Spot each line in the records below where the word "path" occurs, then copy it.

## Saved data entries
**********

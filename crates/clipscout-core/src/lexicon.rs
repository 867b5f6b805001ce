//! 詞庫模組
//!
//! 保存各類別的關鍵字、片語與權重，以及強調加成與飽和曲線參數。
//! 詞庫建立後不可變，以 `Arc<Lexicon>` 在多個偵測呼叫間共用。

use std::collections::{BTreeMap, BTreeSet};
use std::path::Path;

use serde::{Deserialize, Serialize};

use crate::error::DetectError;
use crate::types::Category;

/// 單一類別的詞表
#[derive(Debug, Clone, PartialEq, Serialize, Deserialize)]
pub struct CategoryLexicon {
    /// 權重 (0.0, 1.0]
    pub weight: f64,
    /// 單字關鍵字（不分大小寫，以字詞邊界比對）
    #[serde(default)]
    pub keywords: BTreeSet<String>,
    /// 多字片語（依序比對字詞序列）
    #[serde(default)]
    pub phrases: BTreeSet<String>,
    /// 每出現一次即計一次命中的符號，例如問號
    #[serde(default)]
    pub marks: String,
}

impl CategoryLexicon {
    fn new(weight: f64, keywords: &[&str], phrases: &[&str], marks: &str) -> Self {
        Self {
            weight,
            keywords: keywords.iter().map(|k| k.to_string()).collect(),
            phrases: phrases.iter().map(|p| p.to_string()).collect(),
            marks: marks.to_string(),
        }
    }
}

/// 強調加成規則
#[derive(Debug, Clone, PartialEq, Serialize, Deserialize)]
pub struct EmphasisRule {
    /// 加成上限
    pub max_bonus: f64,
    /// 全大寫字詞比例的係數
    pub caps_factor: f64,
    /// 每個驚嘆號的加成
    pub exclamation_step: f64,
    /// 計入的驚嘆號上限
    pub max_exclamations: usize,
}

impl Default for EmphasisRule {
    fn default() -> Self {
        Self {
            max_bonus: 0.25,
            caps_factor: 0.5,
            exclamation_step: 0.05,
            max_exclamations: 5,
        }
    }
}

/// 命中次數的飽和曲線
///
/// `f(n) = (1 - (1 - gain)^min(n, max_hits)) / (1 - (1 - gain)^max_hits)`，
/// 一次命中即有明顯分數，達到 `max_hits` 後不再增加。
#[derive(Debug, Clone, PartialEq, Serialize, Deserialize)]
pub struct Saturation {
    /// 計入的命中次數上限
    pub max_hits: u32,
    /// 每次命中的遞增率 (0.0, 1.0]
    pub gain: f64,
}

impl Default for Saturation {
    fn default() -> Self {
        Self {
            max_hits: 3,
            gain: 0.6,
        }
    }
}

impl Saturation {
    /// 將命中次數轉為 0.0 - 1.0 的比例
    pub fn apply(&self, hits: u32) -> f64 {
        if hits == 0 || self.max_hits == 0 {
            return 0.0;
        }

        let keep = 1.0 - self.gain;
        let counted = hits.min(self.max_hits) as i32;
        let full = 1.0 - keep.powi(self.max_hits as i32);
        if full <= 0.0 {
            return 0.0;
        }

        ((1.0 - keep.powi(counted)) / full).clamp(0.0, 1.0)
    }
}

/// 詞庫
#[derive(Debug, Clone, PartialEq, Serialize, Deserialize)]
#[serde(try_from = "LexiconFile")]
pub struct Lexicon {
    /// 各類別詞表（不含強調）
    pub categories: BTreeMap<Category, CategoryLexicon>,
    /// 強調加成
    #[serde(default)]
    pub emphasis: EmphasisRule,
    /// 飽和曲線
    #[serde(default)]
    pub saturation: Saturation,
}

/// 詞庫檔案格式，類別以名稱表示
#[derive(Debug, Deserialize)]
struct LexiconFile {
    categories: BTreeMap<String, CategoryLexicon>,
    #[serde(default)]
    emphasis: EmphasisRule,
    #[serde(default)]
    saturation: Saturation,
}

impl TryFrom<LexiconFile> for Lexicon {
    type Error = DetectError;

    fn try_from(file: LexiconFile) -> Result<Self, Self::Error> {
        let categories = file
            .categories
            .into_iter()
            .map(|(name, entry)| Ok((name.parse::<Category>()?, entry)))
            .collect::<Result<BTreeMap<_, _>, DetectError>>()?;

        Ok(Self {
            categories,
            emphasis: file.emphasis,
            saturation: file.saturation,
        })
    }
}

impl Default for Lexicon {
    fn default() -> Self {
        let mut categories = BTreeMap::new();

        categories.insert(
            Category::Energy,
            CategoryLexicon::new(
                0.30,
                &[
                    "insane", "crazy", "amazing", "wow", "incredible", "unbelievable",
                    "shocking", "mind-blowing", "epic", "huge", "massive", "legendary",
                    "perfect", "brilliant", "genius", "absolutely", "literally",
                    "explosion", "explode", "destroyed", "killed", "crushed", "dominated",
                    "best", "worst", "never", "always", "everyone", "nobody", "holy",
                    "omg", "wtf", "damn", "hell", "god",
                ],
                &[],
                "",
            ),
        );

        categories.insert(
            Category::Hook,
            CategoryLexicon::new(
                0.25,
                &[
                    "wait", "stop", "listen", "secret", "hidden", "truth", "finally",
                    "revealed",
                ],
                &[
                    "you won't believe", "wait for it", "watch this", "check this out",
                    "no way", "are you kidding", "i can't believe", "this is crazy",
                    "hold on", "look at this", "pay attention", "nobody tells you",
                    "they don't want", "at last", "here it is", "the moment",
                ],
                "",
            ),
        );

        categories.insert(
            Category::Emotion,
            CategoryLexicon::new(
                0.20,
                &[
                    "love", "hate", "angry", "happy", "sad", "scared", "excited",
                    "frustrated", "amazing", "terrible", "awesome", "horrible",
                    "beautiful", "ugly", "perfect", "disaster", "nightmare", "dream",
                ],
                &["broke my heart", "can't stop crying"],
                "",
            ),
        );

        categories.insert(
            Category::Question,
            CategoryLexicon::new(
                0.15,
                &["what", "why", "how", "when", "where", "who", "which"],
                &["what if", "guess what", "have you ever"],
                "?",
            ),
        );

        categories.insert(
            Category::Conflict,
            CategoryLexicon::new(
                0.10,
                &[
                    "fight", "argue", "debate", "versus", "against", "battle", "war",
                    "conflict", "problem", "issue", "challenge", "struggle", "failed",
                    "mistake", "wrong", "disaster", "catastrophe",
                ],
                &["called out", "fell apart"],
                "",
            ),
        );

        Self {
            categories,
            emphasis: EmphasisRule::default(),
            saturation: Saturation::default(),
        }
    }
}

impl Lexicon {
    /// 從 JSON 檔載入詞庫
    pub fn from_file<P: AsRef<Path>>(path: P) -> Result<Self, DetectError> {
        let data = std::fs::read_to_string(path)?;
        let file: LexiconFile = serde_json::from_str(&data)?;
        let lexicon = Lexicon::try_from(file)?;
        lexicon.validate()?;
        Ok(lexicon)
    }

    /// 檢查權重與參數範圍
    pub fn validate(&self) -> Result<(), DetectError> {
        if self.categories.contains_key(&Category::Emphasis) {
            return Err(DetectError::InvalidConfig(
                "emphasis 不使用詞表，請改用 emphasis 規則".to_string(),
            ));
        }

        for (category, entry) in &self.categories {
            if !(entry.weight > 0.0 && entry.weight <= 1.0) {
                return Err(DetectError::InvalidConfig(format!(
                    "{} 的權重必須介於 (0, 1]: {}",
                    category, entry.weight
                )));
            }
        }

        let emphasis = &self.emphasis;
        if !(0.0..=1.0).contains(&emphasis.max_bonus)
            || emphasis.caps_factor < 0.0
            || emphasis.exclamation_step < 0.0
        {
            return Err(DetectError::InvalidConfig(format!(
                "無效的強調規則: {:?}",
                emphasis
            )));
        }

        let saturation = &self.saturation;
        if saturation.max_hits == 0 || !(saturation.gain > 0.0 && saturation.gain <= 1.0) {
            return Err(DetectError::InvalidConfig(format!(
                "無效的飽和曲線: {:?}",
                saturation
            )));
        }

        Ok(())
    }

    /// 套用覆寫設定，回傳新的詞庫
    pub fn with_overrides(&self, overrides: &LexiconOverrides) -> Result<Self, DetectError> {
        let mut lexicon = self.clone();

        for (name, entry) in &overrides.categories {
            let category: Category = name.parse()?;

            if category == Category::Emphasis {
                if entry.keywords.is_some() || entry.phrases.is_some() {
                    return Err(DetectError::InvalidConfig(
                        "emphasis 只能覆寫 weight".to_string(),
                    ));
                }
                if let Some(weight) = entry.weight {
                    lexicon.emphasis.max_bonus = weight;
                }
                continue;
            }

            let target = lexicon
                .categories
                .entry(category)
                .or_insert_with(|| CategoryLexicon::new(entry.weight.unwrap_or(0.1), &[], &[], ""));

            if let Some(weight) = entry.weight {
                target.weight = weight;
            }
            if let Some(keywords) = &entry.keywords {
                target.keywords = keywords.iter().cloned().collect();
            }
            if let Some(phrases) = &entry.phrases {
                target.phrases = phrases.iter().cloned().collect();
            }
        }

        lexicon.validate()?;
        Ok(lexicon)
    }

    /// 取得類別權重；強調回傳加成上限
    pub fn weight_for(&self, category: Category) -> f64 {
        match category {
            Category::Emphasis => self.emphasis.max_bonus,
            _ => self.categories.get(&category).map_or(0.0, |c| c.weight),
        }
    }

    /// 計算文字中某類別的命中次數
    pub fn matches_for(&self, category: Category, text: &str) -> u32 {
        match category {
            Category::Emphasis => {
                let shouted = text.split_whitespace().filter(|w| is_shouted(w)).count();
                (shouted + text.matches('!').count()) as u32
            }
            _ => self.matches_in_tokens(category, &tokenize(text), text),
        }
    }

    /// 以已切好的字詞計算命中次數
    pub(crate) fn matches_in_tokens(&self, category: Category, tokens: &[String], text: &str) -> u32 {
        let Some(entry) = self.categories.get(&category) else {
            return 0;
        };

        // 長片語優先，已被片語使用的字詞不再計入關鍵字
        let mut patterns: Vec<Vec<String>> = entry
            .phrases
            .iter()
            .chain(entry.keywords.iter())
            .map(|pattern| tokenize(pattern))
            .filter(|pattern| !pattern.is_empty())
            .collect();
        patterns.sort_by(|a, b| b.len().cmp(&a.len()));

        let mut consumed = vec![false; tokens.len()];
        let mut hits = 0;
        for pattern in &patterns {
            hits += claim_sequence(tokens, pattern, &mut consumed);
        }
        for mark in entry.marks.chars() {
            hits += text.matches(mark).count();
        }

        hits as u32
    }

    /// 計算強調加成 (0.0 - max_bonus)
    pub fn emphasis_bonus(&self, text: &str) -> f64 {
        let rule = &self.emphasis;
        let words: Vec<&str> = text.split_whitespace().collect();

        let lettered = words
            .iter()
            .filter(|w| w.chars().any(char::is_alphabetic))
            .count();
        let caps_ratio = if lettered == 0 {
            0.0
        } else {
            words.iter().filter(|w| is_shouted(w)).count() as f64 / lettered as f64
        };

        let exclamations = text.matches('!').count().min(rule.max_exclamations);

        let bonus = caps_ratio * rule.caps_factor + exclamations as f64 * rule.exclamation_step;
        bonus.clamp(0.0, rule.max_bonus)
    }
}

/// 類別覆寫
#[derive(Debug, Clone, Default, PartialEq, Serialize, Deserialize)]
#[serde(default, deny_unknown_fields)]
pub struct CategoryOverride {
    pub weight: Option<f64>,
    pub keywords: Option<Vec<String>>,
    pub phrases: Option<Vec<String>>,
}

/// 詞庫覆寫設定，鍵為類別名稱
#[derive(Debug, Clone, Default, PartialEq, Serialize, Deserialize)]
#[serde(transparent)]
pub struct LexiconOverrides {
    pub categories: BTreeMap<String, CategoryOverride>,
}

/// 切分字詞：轉小寫、去除前後標點
pub fn tokenize(text: &str) -> Vec<String> {
    text.split_whitespace()
        .map(|word| {
            let word = word.replace('\u{2019}', "'");
            word.trim_matches(|c: char| !c.is_alphanumeric())
                .to_lowercase()
        })
        .filter(|word| !word.is_empty())
        .collect()
}

/// 計算字詞序列出現次數，跳過已使用的字詞並標記新的命中
fn claim_sequence(tokens: &[String], pattern: &[String], consumed: &mut [bool]) -> usize {
    let len = pattern.len();
    if len == 0 || len > tokens.len() {
        return 0;
    }

    let mut count = 0;
    let mut i = 0;
    while i + len <= tokens.len() {
        if tokens[i..i + len] == *pattern && !consumed[i..i + len].iter().any(|used| *used) {
            consumed[i..i + len].iter_mut().for_each(|used| *used = true);
            count += 1;
            i += len;
        } else {
            i += 1;
        }
    }

    count
}

/// 是否為全大寫字詞（至少兩個字母）
fn is_shouted(word: &str) -> bool {
    let letters: Vec<char> = word.chars().filter(|c| c.is_alphabetic()).collect();
    letters.len() >= 2 && letters.iter().all(|c| c.is_uppercase())
}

**********

## Completed exercise
use std::path::Path;
    pub fn from_file<P: AsRef<Path>>(path: P) -> Result<Self, DetectError> {
        let data = std::fs::read_to_string(path)?;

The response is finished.